Economic prosperity and wealth provide individuals with an environment that is conducive to health and safety. Because of this, studies consistently show that higher incomes correlate to better health outcomes. Those living in low-income neighborhoods have limited access to healthy foods, shelter, safe housing, clean air and water, and utilities, increasing their likelihood of experiencing health issues (American Academy of Family Physicians, 2021).
One of the ways poverty poisons health equity is by cultivating unequal educational opportunities. Children from low-income families lack access to quality schools and academic experiences, which can negatively impact their health in the future (ChildFund, 2021). For instance, the children of women with no education are 40% less likely to survive than the children of women with 5 years or more of primary school enrollment (Murray, 2006).

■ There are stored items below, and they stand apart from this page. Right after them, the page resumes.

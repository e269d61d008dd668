use std::collections::BTreeMap;
use std::fmt;

use serde::{Deserialize, Serialize};
use serde_json::Value as JsonValue;

// ---------------------------------------------------------------------------
// PurchaseRecord – one row of the purchase log
// ---------------------------------------------------------------------------

/// A single purchase entry.
///
/// The four named fields are required; anything else found on the source
/// object is carried along untouched in `extra`.
#[derive(Debug, Clone, PartialEq, Serialize, Deserialize)]
pub struct PurchaseRecord {
    /// Product name.
    pub item: String,
    /// Product category.
    pub category: String,
    /// Unit price. JSON integers are accepted and widened.
    pub price: f64,
    /// Number of units bought.
    pub quantity: i64,
    /// Additional source columns, keyed by name.
    #[serde(flatten)]
    pub extra: BTreeMap<String, JsonValue>,
}

impl PurchaseRecord {
    /// Build a record with no extra columns.
    pub fn new(
        item: impl Into<String>,
        category: impl Into<String>,
        price: f64,
        quantity: i64,
    ) -> Self {
        Self {
            item: item.into(),
            category: category.into(),
            price,
            quantity,
            extra: BTreeMap::new(),
        }
    }

    /// `price * quantity` for this line.
    pub fn revenue(&self) -> f64 {
        self.price * self.quantity as f64
    }
}

impl fmt::Display for PurchaseRecord {
    fn fmt(&self, f: &mut fmt::Formatter<'_>) -> fmt::Result {
        write!(
            f,
            "{} ({}) {} x {}",
            self.item, self.category, self.price, self.quantity
        )
    }
}

// ---------------------------------------------------------------------------
// PurchaseDataset – the complete loaded dataset
// ---------------------------------------------------------------------------

/// All purchase records of one run, in file order.
#[derive(Debug, Clone, Default, PartialEq)]
pub struct PurchaseDataset {
    records: Vec<PurchaseRecord>,
}

impl PurchaseDataset {
    /// An empty dataset ("nothing to analyze").
    pub fn empty() -> Self {
        Self::default()
    }

    /// Number of records.
    pub fn len(&self) -> usize {
        self.records.len()
    }

    /// Whether the dataset is empty.
    pub fn is_empty(&self) -> bool {
        self.records.is_empty()
    }

    pub fn records(&self) -> &[PurchaseRecord] {
        &self.records
    }

    pub fn iter(&self) -> std::slice::Iter<'_, PurchaseRecord> {
        self.records.iter()
    }
}

impl From<Vec<PurchaseRecord>> for PurchaseDataset {
    fn from(records: Vec<PurchaseRecord>) -> Self {
        Self { records }
    }
}

impl FromIterator<PurchaseRecord> for PurchaseDataset {
    fn from_iter<I: IntoIterator<Item = PurchaseRecord>>(iter: I) -> Self {
        Self {
            records: iter.into_iter().collect(),
        }
    }
}

impl<'a> IntoIterator for &'a PurchaseDataset {
    type Item = &'a PurchaseRecord;
    type IntoIter = std::slice::Iter<'a, PurchaseRecord>;

    fn into_iter(self) -> Self::IntoIter {
        self.records.iter()
    }
}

Education plays a large role in overall health, but poverty decreases the chances of accessing this education in the first place.

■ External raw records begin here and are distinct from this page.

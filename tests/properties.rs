//! Properties that must hold for any dataset.

use std::collections::BTreeMap;

use proptest::prelude::*;
use purchase_stats::data::filter::expensive_purchases;
use purchase_stats::data::stats::{
    average_price_by_category, items_by_category, most_frequent_category, quantity_by_category,
    total_revenue,
};
use purchase_stats::{PurchaseDataset, PurchaseRecord};

fn record() -> impl Strategy<Value = PurchaseRecord> {
    (
        prop::sample::select(vec!["Pen", "Book", "Tea", "Lamp", "Cable"]),
        prop::sample::select(vec!["Office", "Books", "Food", "Home"]),
        0u32..10_000,
        1i64..20,
    )
        .prop_map(|(item, category, cents, quantity)| {
            PurchaseRecord::new(item, category, cents as f64 / 100.0, quantity)
        })
}

fn dataset() -> impl Strategy<Value = PurchaseDataset> {
    prop::collection::vec(record(), 0..40).prop_map(PurchaseDataset::from)
}

proptest! {
    #[test]
    fn revenue_is_sum_of_line_totals(ds in dataset()) {
        let expected: f64 = ds.iter().map(|r| r.price * r.quantity as f64).sum();
        prop_assert!((total_revenue(&ds) - expected).abs() < 1e-6);
    }

    #[test]
    fn items_are_sorted_unique_and_correctly_placed(ds in dataset()) {
        for (category, items) in items_by_category(&ds) {
            let items: Vec<String> = items.into_iter().collect();
            prop_assert!(items.windows(2).all(|w| w[0] < w[1]));
            for item in &items {
                prop_assert!(ds.iter().any(|r| &r.item == item && r.category == category));
            }
        }
        for rec in &ds {
            prop_assert!(items_by_category(&ds)[&rec.category].contains(&rec.item));
        }
    }

    #[test]
    fn expensive_is_ordered_subset_and_monotone(ds in dataset(), lo in 0.0f64..100.0, step in 0.0f64..50.0) {
        let hits = expensive_purchases(&ds, lo);
        let expected: Vec<&PurchaseRecord> = ds.iter().filter(|r| r.price >= lo).collect();
        prop_assert_eq!(&hits, &expected);
        prop_assert!(expensive_purchases(&ds, lo + step).len() <= hits.len());
    }

    #[test]
    fn averages_are_rounded_means(ds in dataset()) {
        let mut prices: BTreeMap<&str, Vec<f64>> = BTreeMap::new();
        for r in &ds {
            prices.entry(r.category.as_str()).or_default().push(r.price);
        }
        let avg = average_price_by_category(&ds);
        prop_assert_eq!(avg.len(), prices.len());
        for (category, ps) in prices {
            let mean = ps.iter().sum::<f64>() / ps.len() as f64;
            prop_assert!((avg[category] - mean).abs() <= 0.005 + 1e-9);
        }
    }

    #[test]
    fn most_frequent_has_maximal_quantity(ds in dataset()) {
        let totals = quantity_by_category(&ds);
        match most_frequent_category(&ds) {
            None => prop_assert!(ds.is_empty()),
            Some(winner) => {
                let best = totals[&winner];
                prop_assert!(totals.values().all(|&t| t <= best));
            }
        }
    }
}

The link between cortisol levels and low incomes makes the connection between poverty and sickness increasingly clear. Elevated quantities of this stress hormone can heighten the risk of memory and concentration impairment, heart disease, anxiety, and depression (Mayo Clinic, 2019). Researchers from Dartmouth College studied poor farmers in the Kianaga district of Kenya alongside non-farmers living in the surrounding urban areas. They found that negative events, such as extreme weather concerns, increased the farmers’ cortisol at a greater margin than non-farmers in the city. This revealed that people living in poverty are at a higher risk of increased stress and are more likely to experience negative health effects (Haushofer et al., 2012). Living in poverty brings additional stressors regarding finance, safety, and livelihood, which can all increase levels of cortisol (American Academy of Family Physicians, 2021). Consequently, another symptom rooted in the inequitable connection between sickness and poverty becomes clear: low-income individuals have increased risk of contracting serious medical disorders as a biological result of the stress they experience.
In response to widespread health inequities, multiple nongovernmental organizations (NGOs), such as the Clinton Foundation and the Bill and Melinda Gates Foundation, have provided significant aid to developing countries (American Public Health Association, 2008). Despite this increase in resources, philanthropic efforts alone are not a long-term solution for these nations.

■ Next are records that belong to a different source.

use std::collections::{BTreeMap, BTreeSet};

use super::model::PurchaseDataset;

// ---------------------------------------------------------------------------
// Revenue
// ---------------------------------------------------------------------------

/// Sum of `price * quantity` over every record. `0.0` for an empty dataset.
pub fn total_revenue(dataset: &PurchaseDataset) -> f64 {
    dataset.iter().fold(0.0, |acc, rec| acc + rec.revenue())
}

// ---------------------------------------------------------------------------
// Category groupings
// ---------------------------------------------------------------------------

/// Distinct item names per category, each set in ascending order.
///
/// Only categories that occur in the dataset are present.
pub fn items_by_category(dataset: &PurchaseDataset) -> BTreeMap<String, BTreeSet<String>> {
    let mut items: BTreeMap<String, BTreeSet<String>> = BTreeMap::new();
    for rec in dataset {
        items
            .entry(rec.category.clone())
            .or_default()
            .insert(rec.item.clone());
    }
    items
}

/// Mean unit price per category, rounded to two decimals.
pub fn average_price_by_category(dataset: &PurchaseDataset) -> BTreeMap<String, f64> {
    // category -> (sum, count)
    let mut sums: BTreeMap<&str, (f64, usize)> = BTreeMap::new();
    for rec in dataset {
        let entry = sums.entry(rec.category.as_str()).or_insert((0.0, 0));
        entry.0 += rec.price;
        entry.1 += 1;
    }

    sums.into_iter()
        .map(|(category, (sum, count))| (category.to_string(), round2(sum / count as f64)))
        .collect()
}

/// Total units bought per category.
///
/// Totals are widened to `i128`; a category cannot overflow before it holds
/// 2^64 records.
pub fn quantity_by_category(dataset: &PurchaseDataset) -> BTreeMap<String, i128> {
    let mut totals: BTreeMap<String, i128> = BTreeMap::new();
    for rec in dataset {
        *totals.entry(rec.category.clone()).or_default() += i128::from(rec.quantity);
    }
    totals
}

/// The category with the largest total quantity, or `None` for an empty dataset.
///
/// When several categories share the maximum, any one of them may be
/// returned. Callers must not depend on which.
pub fn most_frequent_category(dataset: &PurchaseDataset) -> Option<String> {
    max_category(&quantity_by_category(dataset)).map(|(category, _)| category.to_string())
}

/// Pick a maximal entry out of a per-category quantity table.
pub(crate) fn max_category(totals: &BTreeMap<String, i128>) -> Option<(&str, i128)> {
    totals
        .iter()
        // among equal totals prefer the lexically smaller key
        .max_by(|a, b| a.1.cmp(b.1).then_with(|| b.0.cmp(a.0)))
        .map(|(category, total)| (category.as_str(), *total))
}

/// Two-decimal rounding with exact ties going to the even digit (1.125 -> 1.12).
fn round2(v: f64) -> f64 {
    (v * 100.0).round_ties_even() / 100.0
}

In fact, NGOs can have negative consequences. They encourage health departments to depend on these programs and respond to short-term goals instead of strengthening the overall health systems (American Public Health Association, 2008). NGOs also divert health workers from the public sector, creating separate organizations that isolate communities from governmental health institutions. In this way, they accelerate the weakening of national health systems (Farmer, 2013). Instead of solely relying on international organizations, governmental institutions must provide permanent and effective national health care in order to limit the inequities stemming from poverty.
Stronger public healthcare is necessary to achieve equity and social justice to ensure that everyone has equal access to quality health services (Narain, 2019). Greater investment in these systems will develop the quality and quantity of the institutions, resources, and caregivers present in high-poverty areas, promoting a lasting solution for the disparities present today.
Today, poverty is synonymous with lesser health. Like any disease, it attacks its host and slowly makes life harder to live, breaking down system after system until there is nothing left that can help the host survive. But in this case, there is a tangible cure. By understanding and addressing how millions are trapped in a cycle of poverty and sickness and by strengthening healthcare systems, global health can be made more equitable to sustain a healthier world.